Le molestie nel teatro italiano

Marta Marangoni e Debora Zuin sono attrici molto attive sulla scena teatrale milanese - l’una anche regista, legata al Teatro della Cooperativa e all’Elfo e con una sua compagnia (i Duperdù con il marito Fabio Wolf), l’altra formatasi alla Scuola del Piccolo in era Strehler, premio Eleonora Duse come attrice emergente nel 2005 - sono tra le fondatrici di Amleta, l’associazione che si prefigge di contrastare disparità e violenza di genere nello spettacolo. «Eravamo 28 e siamo circa 600, donne ma anche uomini, e ci tengo a sottolinearlo - dice Zuin - . Amleta è cominciata discutendo delle diseguaglianze di genere, per poi allargare a mobbing, molestie e abusi. Abbiamo ricevuto il Premio Arte e Diritti Umani di Amnesty International».
Il ministro Sangiuliano ha detto che negherà i finanziamenti ai teatri complici di molestie. Cosa ne pensate?
DZ: «Che è un passo avanti. Si tratta di vedere se passerà all’atto pratico. Un codice di condotta per i teatri in materia di molestie e violenze, in realtà esiste ed è stato firmato, ma non è mai stato attuato».
Marangoni: «Ci sono poi protocolli specifici, come quello degli "intimacy coordinator", che tutelano il nostro lavoro in una fase delicata come quella del set o delle prove, che non ci lasciano soli davanti a veri e propri abusi di potere».

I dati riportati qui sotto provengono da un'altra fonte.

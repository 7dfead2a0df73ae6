use chrono::{DateTime, Utc};
use geo::Point;
use serde::{Deserialize, Serialize};
use thiserror::Error;
use validator::{Validate, ValidationErrors};

/// Restaurant record as produced by the fetch/normalize stage
#[derive(Debug, Clone, PartialEq, Serialize, Deserialize, Validate)]
pub struct Restaurant {
    #[validate(length(min = 1))]
    pub name: String,
    #[serde(default)]
    pub cuisine: String,
    #[serde(default)]
    pub address: String,
    #[serde(default)]
    pub url: String,
    #[validate(range(min = 0.0, max = 5.0))]
    #[serde(default, skip_serializing_if = "Option::is_none")]
    pub rating: Option<f64>,
    #[validate(range(max = 4))]
    #[serde(default, skip_serializing_if = "Option::is_none")]
    pub price_level: Option<u8>,
    #[serde(default, skip_serializing_if = "Option::is_none")]
    pub match_reason: Option<String>,
    #[serde(default, skip_serializing_if = "Option::is_none")]
    pub latitude: Option<f64>,
    #[serde(default, skip_serializing_if = "Option::is_none")]
    pub longitude: Option<f64>,
}

impl Restaurant {
    /// Validated position, `Ok(None)` when the record was never geocoded
    pub fn coordinates(&self) -> Result<Option<Point<f64>>, CoordinateError> {
        locate(self.latitude, self.longitude)
    }

    /// A restaurant may be offered as a match only if this holds
    pub fn is_well_formed(&self) -> bool {
        self.well_formed().is_ok()
    }

    /// Validated position of a record fit for matching, or why it isn't
    pub fn well_formed(&self) -> Result<Option<Point<f64>>, RecordError> {
        self.validate()?;
        Ok(self.coordinates()?)
    }

    pub fn summary(&self) -> NearbyRestaurant {
        NearbyRestaurant {
            name: self.name.clone(),
            cuisine: self.cuisine.clone(),
            url: self.url.clone(),
            rating: self.rating,
        }
    }
}

/// Event record as produced by the fetch/normalize stage
#[derive(Debug, Clone, PartialEq, Serialize, Deserialize, Validate)]
pub struct Event {
    #[validate(length(min = 1))]
    pub title: String,
    #[serde(default)]
    pub category: String,
    pub date: DateTime<Utc>,
    #[serde(default)]
    pub location: String,
    #[serde(default)]
    pub url: String,
    #[serde(default, skip_serializing_if = "Option::is_none")]
    pub description: Option<String>,
    #[serde(default, skip_serializing_if = "Option::is_none")]
    pub latitude: Option<f64>,
    #[serde(default, skip_serializing_if = "Option::is_none")]
    pub longitude: Option<f64>,
}

impl Event {
    pub fn coordinates(&self) -> Result<Option<Point<f64>>, CoordinateError> {
        locate(self.latitude, self.longitude)
    }

    pub fn is_well_formed(&self) -> bool {
        self.well_formed().is_ok()
    }

    pub fn well_formed(&self) -> Result<Option<Point<f64>>, RecordError> {
        self.validate()?;
        Ok(self.coordinates()?)
    }
}

/// Why a record's coordinates can't be used
#[derive(Debug, Clone, Copy, PartialEq, Eq, Error)]
pub enum CoordinateError {
    #[error("only one of latitude/longitude is set")]
    Partial,
    #[error("coordinate is not a finite number")]
    NonFinite,
    #[error("coordinate is outside valid degrees")]
    OutOfRange,
}

/// Why a record is excluded from pairing
#[derive(Debug, Error)]
pub enum RecordError {
    #[error("invalid field: {0}")]
    Validation(#[from] ValidationErrors),

    #[error("unusable coordinates: {0}")]
    Coordinates(#[from] CoordinateError),
}

fn locate(latitude: Option<f64>, longitude: Option<f64>) -> Result<Option<Point<f64>>, CoordinateError> {
    match (latitude, longitude) {
        (None, None) => Ok(None),
        (Some(lat), Some(lon)) => {
            if !lat.is_finite() || !lon.is_finite() {
                return Err(CoordinateError::NonFinite);
            }
            if !(-90.0..=90.0).contains(&lat) || !(-180.0..=180.0).contains(&lon) {
                return Err(CoordinateError::OutOfRange);
            }
            Ok(Some(Point::new(lon, lat)))
        }
        _ => Err(CoordinateError::Partial),
    }
}

/// Alternate restaurant listed under a pairing
#[derive(Debug, Clone, PartialEq, Serialize, Deserialize)]
pub struct NearbyRestaurant {
    pub name: String,
    pub cuisine: String,
    pub url: String,
    pub rating: Option<f64>,
}

/// Event matched with its primary restaurant and nearby alternates
#[derive(Debug, Clone, PartialEq, Serialize, Deserialize)]
pub struct Pairing {
    pub event: String,
    pub restaurant: String,
    pub match_reason: String,
    pub event_url: String,
    pub restaurant_url: String,
    pub event_date: DateTime<Utc>,
    pub event_location: String,
    #[serde(default, skip_serializing_if = "Option::is_none")]
    pub distance_miles: Option<f64>,
    #[serde(default)]
    pub nearby_restaurants: Vec<NearbyRestaurant>,
}

/// Content hash summary carried by the `_meta` sentinel
#[derive(Debug, Clone, PartialEq, Eq, Serialize, Deserialize)]
pub struct ContentMeta {
    pub hash: String,
    pub item_count: usize,
    pub changed: bool,
}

Per questi casi Amleta che fa?
DZ: «Amleta si prende carico del percorso legale. Affiancata dal collettivo di avvocate "Differenza Donna". Per la Giornata contro la violenza sulle donne abbiamo lanciato la campagna social #apriamolestanzedibarbablù: grande adesione e tante testimonianze».
Cosa è stato denunciato?
MM: «Che personalità anche importanti praticano comportamenti eufemisticamente "inappropriati" da anni a ripetizione, protetti dall’omertà di chi sa. E da vulnerabilità e ricattabilità delle vittime».
DZ: «Si va dalla "palpata", che nella sua banalità è comunque difficile da gestire, a violenze sessuali o ripetute richieste di prestazioni. Ci sono provini che sono veri e propri adescamenti. In modalità notturna che dimostra la connivenza: qualcuno li avrà pure aperti quei teatri. Devono esserci regole precise per le audizioni».
Vostre esperienze dirette?
MM: « A me è accaduto di tutto e dappertutto, in Italia ma anche all’estero. Ho studiato recitazione a Barcellona e Berlino, e ovunque mi sono trovata in situazioni spiacevoli. Sempre da sola. Gli uomini sono bravissimi a sminuire, a fare quadrato. Ti senti male, non capisci, ti chiudi. Fai persino fatica a tornare a lavorare, che pure è la cosa che più ami. Denunciare non è mai semplice, anche dopo parecchio tempo. Amleta è anche questo: sostegno tra donne, contro ogni pregiudizio che ci vorrebbe sempre le une contro le altre».
Ma la consensualità?
DZ: «Spesso dietro un apparente libertà, c’è abuso di potere tra chi non è sullo stesso piano come ruolo o età».
Come verrebbe giudicato oggi un mito come Strehler?
DZ: «La riflessione va fatta, altroché. Personalità eccentrica e totalizzante, lui ha vissuto in un sistema che si nutriva di una certa mentalità; oggi certi comportamenti andrebbero visti in ben altra prospettiva. È importante discernere quanto una certa pressione è reiterata, ed è quindi abuso e ricatto, e quanto è seduttività di una personalità fascinosa. Ancora sopravvive un sistema patriarcale. Penso al coreografo Jan Fabre che teorizzava "no sex, no solo" (niente assolo di danza): osannato, premiato, da noi continua a lavorare. Questo dice molto della persistenza di una certa mentalità».
MM: «L’Italia è molto arretrata in questo, inutile nasconderlo. È un problema culturale che deve partire dalle scuole di recitazione. È importante che ci sia un gioco di squadra con gli uomini, perché la loro solidarietà permetterà di scardinare il sistema dall’interno».
La cosa più urgente?
DZ: «I cambiamenti culturali sono lenti. Invece in questo campo bisogna agire velocemente perché in Italia per la denuncia c’è davvero poco tempo: solo 12 mesi. È prioritario che si allunghino i termini. Lo shock non è facile da metabolizzare, né la vergogna da superare. Se da qualcosa dobbiamo cominciare, partiamo almeno da leggi adeguate».